North claimed that Gregg introduced him to Rodriguez in advance of their initial meeting on December 21, 1984. However, State Department official William Bode claimed to have introduced the two men, a fact corroborated by Rodriguez. Even a note by North about a conversation with Bode implies this was the case. Likewise, although Gregg indisputably arranged a meeting between Bush and Rodriguez in late January 1985, this meeting was ostensibly only for Rodriguez to discuss his desire to support the counterinsurgency efforts in El Salvador.

Although Gregg claimed to know nothing about North's network until August 8, 1986, when Rodriguez divulged his involvement, Walsh found an entry in North's notebook from September 10, 1985, about a meeting among North, Gregg, and Colonel James Steele about the problems his Contra network faced. However, North stated that he did not remember this discussion, and Gregg and Steele said that it had not occurred.

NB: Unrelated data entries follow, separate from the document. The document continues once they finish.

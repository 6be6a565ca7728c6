//! Wire layer for the stage control socket.
//!
//! - **protocol**: Request envelope, method tags, reply bodies
//! - **codec**: length-delimited JSON framing
//! - **transport**: `SCM_RIGHTS` descriptor passing, async and blocking

pub mod codec;
pub mod protocol;
pub mod transport;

According to Rodriguez, when North wrote him a letter on September 20, 1985, officially requesting his support at the Ilopango base for the resupply efforts, he told Rodriguez not to inform the CIA or the vice president's office. Although North denied ever having done so, Rodriguez stated that he obeyed this command and did not divulge the existence of the network until August 8, 1986. However, while Rodriguez testified that he told Gregg about his involvement on August 8, Gregg contended that he never told Bush of this.

When Bush's deputy national security adviser, Colonel Samuel Watson, traveled to Latin America in January 1986, Rodriguez escorted him, but both claimed that they did not discuss Rodriguez's involvement in the resupply operations. However, when Watson returned he wrote a report about the Contras and sent it to Gregg. Watson wrote that he “visited the DFR's [Contras'] main aerial re-supply base [at Aguacate, Honduras] and looked at their DC-6 (not the best for infiltration and flying in between mountains), their parachuting packing and rigging facilities and their ammunition and supply warehouses.”

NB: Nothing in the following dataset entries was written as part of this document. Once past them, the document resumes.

//! Request dispatch for the control socket.
//!
//! Handlers are registered by method name. A request whose method has no
//! handler is dropped without a reply; that is the normal path for methods a
//! newer stage knows about and this host does not.

use std::collections::HashMap;
use std::os::fd::OwnedFd;

use crate::bridge::protocol::{Method, Reply, Request, StdioReply};
use crate::broker::{BrokerError, DescriptorBroker};

#[derive(Debug, thiserror::Error)]
pub enum DispatchError {
    #[error(transparent)]
    Broker(#[from] BrokerError),
    #[error("failed to encode reply: {0}")]
    Encode(#[from] serde_json::Error),
}

/// Per-request view of the channel state a handler may touch.
///
/// Lives on the reactor thread only.
pub struct DispatchContext<'a> {
    broker: &'a mut DescriptorBroker,
    output: Option<OwnedFd>,
}

impl<'a> DispatchContext<'a> {
    pub fn new(broker: &'a mut DescriptorBroker) -> Self {
        Self {
            broker,
            output: None,
        }
    }

    pub fn broker(&mut self) -> &mut DescriptorBroker {
        &mut *self.broker
    }

    /// Hand the read end of an output pipe to the reactor for draining.
    pub fn register_output(&mut self, read: OwnedFd) {
        self.output = Some(read);
    }

    pub fn take_output(&mut self) -> Option<OwnedFd> {
        self.output.take()
    }
}

/// Handles one method.
///
/// `fds` are the descriptors that arrived with the request; anything the
/// handler does not keep is closed when it returns.
pub trait MethodHandler: Send {
    fn handle(
        &self,
        request: &Request,
        fds: Vec<OwnedFd>,
        ctx: &mut DispatchContext<'_>,
    ) -> Result<Option<Reply>, DispatchError>;
}

/// `setup-stdio`: input file on 0, combined output pipe on 1 and 2.
pub struct SetupStdio;

impl MethodHandler for SetupStdio {
    fn handle(
        &self,
        _request: &Request,
        _fds: Vec<OwnedFd>,
        ctx: &mut DispatchContext<'_>,
    ) -> Result<Option<Reply>, DispatchError> {
        let stdin = ctx.broker().prepare_input()?;
        let pipe = ctx.broker().prepare_output()?;
        let stderr = pipe.write.try_clone().map_err(BrokerError::Io)?;

        let reply = Reply::new(StdioReply::standard(), vec![stdin, pipe.write, stderr])?;
        ctx.register_output(pipe.read);
        Ok(Some(reply))
    }
}

/// Method name to handler table.
pub struct Dispatcher {
    handlers: HashMap<String, Box<dyn MethodHandler>>,
}

impl Default for Dispatcher {
    fn default() -> Self {
        let mut dispatcher = Self::empty();
        dispatcher.register(Method::SetupStdio.as_str(), SetupStdio);
        dispatcher
    }
}

impl Dispatcher {
    /// A dispatcher that answers nothing.
    pub fn empty() -> Self {
        Self {
            handlers: HashMap::new(),
        }
    }

    /// Register `handler` for `method`, returning any handler it replaces.
    pub fn register(
        &mut self,
        method: impl Into<String>,
        handler: impl MethodHandler + 'static,
    ) -> Option<Box<dyn MethodHandler>> {
        self.handlers.insert(method.into(), Box::new(handler))
    }

    pub fn handles(&self, method: &str) -> bool {
        self.handlers.contains_key(method)
    }

    pub fn dispatch(
        &self,
        request: &Request,
        fds: Vec<OwnedFd>,
        ctx: &mut DispatchContext<'_>,
    ) -> Result<Option<Reply>, DispatchError> {
        match self.handlers.get(&request.method) {
            Some(handler) => {
                tracing::debug!(method = %request.method, fds = fds.len(), "Dispatching request");
                handler.handle(request, fds, ctx)
            }
            None => {
                tracing::debug!(method = %request.method, "No handler for method, ignoring");
                Ok(None)
            }
        }
    }
}

#[cfg(test)]
mod tests {
    use super::*;
    use serde_json::json;
    use std::fs::File;
    use std::io::{Read, Write};

    #[test]
    fn setup_stdio_reply_has_three_descriptors() {
        let mut broker = DescriptorBroker::new(json!({"x": 1}));
        let mut ctx = DispatchContext::new(&mut broker);

        let reply = Dispatcher::default()
            .dispatch(&Request::new("setup-stdio"), Vec::new(), &mut ctx)
            .unwrap()
            .unwrap();

        assert_eq!(reply.fds.len(), 3);
        assert_eq!(
            serde_json::from_value::<StdioReply>(reply.body).unwrap(),
            StdioReply::standard()
        );
        assert!(ctx.take_output().is_some());
    }

    #[test]
    fn stdout_and_stderr_share_one_pipe() {
        let mut broker = DescriptorBroker::new(json!(null));
        let mut ctx = DispatchContext::new(&mut broker);

        let reply = SetupStdio
            .handle(&Request::new("setup-stdio"), Vec::new(), &mut ctx)
            .unwrap()
            .unwrap();
        let read = ctx.take_output().unwrap();

        let mut fds = reply.fds.into_iter();
        let mut stdin = File::from(fds.next().unwrap());
        let mut stdout = File::from(fds.next().unwrap());
        let mut stderr = File::from(fds.next().unwrap());
        stdout.write_all(b"out ").unwrap();
        stderr.write_all(b"err").unwrap();
        drop((stdout, stderr));

        let mut combined = String::new();
        File::from(read).read_to_string(&mut combined).unwrap();
        assert_eq!(combined, "out err");

        let mut input = String::new();
        stdin.read_to_string(&mut input).unwrap();
        assert_eq!(input, "null");
    }

    #[test]
    fn unknown_method_gets_no_reply() {
        let mut broker = DescriptorBroker::new(json!({}));
        let mut ctx = DispatchContext::new(&mut broker);

        let reply = Dispatcher::default()
            .dispatch(&Request::new("add-mount"), Vec::new(), &mut ctx)
            .unwrap();

        assert!(reply.is_none());
        assert!(ctx.take_output().is_none());
    }

    #[test]
    fn second_setup_stdio_is_refused() {
        let mut broker = DescriptorBroker::new(json!({}));
        let dispatcher = Dispatcher::default();
        let req = Request::new("setup-stdio");

        {
            let mut ctx = DispatchContext::new(&mut broker);
            dispatcher.dispatch(&req, Vec::new(), &mut ctx).unwrap();
        }

        let mut ctx = DispatchContext::new(&mut broker);
        let err = dispatcher.dispatch(&req, Vec::new(), &mut ctx).unwrap_err();
        assert!(matches!(
            err,
            DispatchError::Broker(BrokerError::OutputAlreadyIssued)
        ));
    }

    struct Echo;

    impl MethodHandler for Echo {
        fn handle(
            &self,
            request: &Request,
            fds: Vec<OwnedFd>,
            _ctx: &mut DispatchContext<'_>,
        ) -> Result<Option<Reply>, DispatchError> {
            Ok(Some(Reply::new(&request.fields, fds)?))
        }
    }

    #[test]
    fn registered_methods_extend_the_table() {
        let mut dispatcher = Dispatcher::default();
        assert!(dispatcher.register("echo", Echo).is_none());
        assert!(dispatcher.handles("echo"));
        assert!(dispatcher.handles("setup-stdio"));

        let mut broker = DescriptorBroker::new(json!({}));
        let mut ctx = DispatchContext::new(&mut broker);
        let req = Request::new("echo").with_field("ping", json!(1));
        let reply = dispatcher
            .dispatch(&req, Vec::new(), &mut ctx)
            .unwrap()
            .unwrap();

        assert_eq!(reply.body, json!({"ping": 1}));
    }

    #[test]
    fn empty_dispatcher_answers_nothing() {
        let dispatcher = Dispatcher::empty();
        assert!(!dispatcher.handles("setup-stdio"));
    }
}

Further evidence of their knowledge exists from April 1986, when Rodriguez called Bush's office to set up a meeting; he was thinking about ending his work in El Salvador. The memorandum for this May 1 meeting listed as the topic the “resupply of the contras.” But at the meeting itself, which included Gregg, Watson, Rodriguez, and Secretary of the Treasury Nicholas Brady (because of his interest in the region generally), the topic of resupply was never broached according to all participants. When Ambassador to El Salvador Edwin Corr joined them briefly, he praised Rodriguez's work, so Rodriguez decided not to bring up his growing disenchantment.

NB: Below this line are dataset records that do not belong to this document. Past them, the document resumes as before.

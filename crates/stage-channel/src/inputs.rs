//! Input providers: resolve external artifacts into a local tree that a stage
//! can read.
//!
//! Providers are collaborators; this module only fixes their contract and
//! the map/unmap discipline around them. [`with_mapped`] guarantees `unmap`
//! runs on every path out of the consumer, including errors and panics.

use std::path::{Path, PathBuf};

use serde::{Deserialize, Serialize};

/// Content-addressable store the provider resolves sources from.
pub trait StoreClient {
    /// Directory holding the artifacts of source `name`.
    fn source(&self, name: &str) -> anyhow::Result<PathBuf>;
}

/// What a provider hands back from `map`: where the input landed plus any
/// provider-specific data for the stage.
#[derive(Debug, Clone, PartialEq, Serialize, Deserialize)]
pub struct MapReply {
    pub path: PathBuf,
    pub data: serde_json::Value,
}

pub trait InputProvider {
    /// Make `references` from `origin` available under `target`.
    fn map(
        &mut self,
        store: &dyn StoreClient,
        origin: &str,
        references: &serde_json::Value,
        target: &Path,
        options: Option<&serde_json::Value>,
    ) -> anyhow::Result<MapReply>;

    /// Undo `map`. Must be safe to call when `map` never ran or failed.
    fn unmap(&mut self) -> anyhow::Result<()>;
}

/// Unmaps on drop unless disarmed by [`UnmapGuard::finish`].
struct UnmapGuard<'a, P: InputProvider + ?Sized> {
    provider: &'a mut P,
    armed: bool,
}

impl<P: InputProvider + ?Sized> UnmapGuard<'_, P> {
    fn finish(mut self) -> anyhow::Result<()> {
        self.armed = false;
        self.provider.unmap()
    }
}

impl<P: InputProvider + ?Sized> Drop for UnmapGuard<'_, P> {
    fn drop(&mut self) {
        if self.armed
            && let Err(e) = self.provider.unmap()
        {
            tracing::warn!(error = %e, "Failed to unmap input");
        }
    }
}

/// Map an input, run `f` with the reply, then unmap.
///
/// Errors from `map` and `f` propagate unchanged. If `f` succeeds but
/// `unmap` fails, the unmap error is returned; if both fail, `f`'s error wins.
pub fn with_mapped<P, F, R>(
    provider: &mut P,
    store: &dyn StoreClient,
    origin: &str,
    references: &serde_json::Value,
    target: &Path,
    options: Option<&serde_json::Value>,
    f: F,
) -> anyhow::Result<R>
where
    P: InputProvider + ?Sized,
    F: FnOnce(&MapReply) -> anyhow::Result<R>,
{
    let mut guard = UnmapGuard {
        provider,
        armed: true,
    };

    tracing::debug!(origin, target = %target.display(), "Mapping input");
    let reply = guard
        .provider
        .map(store, origin, references, target, options)?;

    match f(&reply) {
        Ok(value) => {
            guard.finish()?;
            Ok(value)
        }
        Err(e) => {
            drop(guard);
            Err(e)
        }
    }
}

Ultimately, Gregg answered a number of questions in an FBI polygraph examination in 1990. It was judged that he lied in his responses to the following questions:

  1. Prior to August 1986, did you know that Felix Rodriguez was assisting the Nicaraguan Contras?
  2. Prior to August 1986 were you aware that Felix Rodriguez was working with Oliver North to assist the Nicaraguan Contras?
  3. Prior to his media statement in October 1986, had you told then-Vice President Bush that persons in the U.S. Government were covertly and/or illegally involved in providing military supplies and assistance to the Nicaraguan Contras?
  4. Have you deliberately provided any false or misleading information in your testimony before Congress or a Federal Grand Jury?
  5. Have you ever given any false or misleading testimony about Felix Rodriguez to the Grand Jury or the congressional investigating committees?
  6. Have you ever given any false or misleading testimony regarding Oliver North to the Grand Jury or the congressional investigating committees?

Ultimately, enough uncertainties and discrepancies existed to make the evidence against Gregg insufficient to prove any criminal offense beyond a reasonable doubt. Indeed, even though the Independent Counsel granted immunity to Watson in return for his testimony, Watson's repeatedly failed to remember key details and events.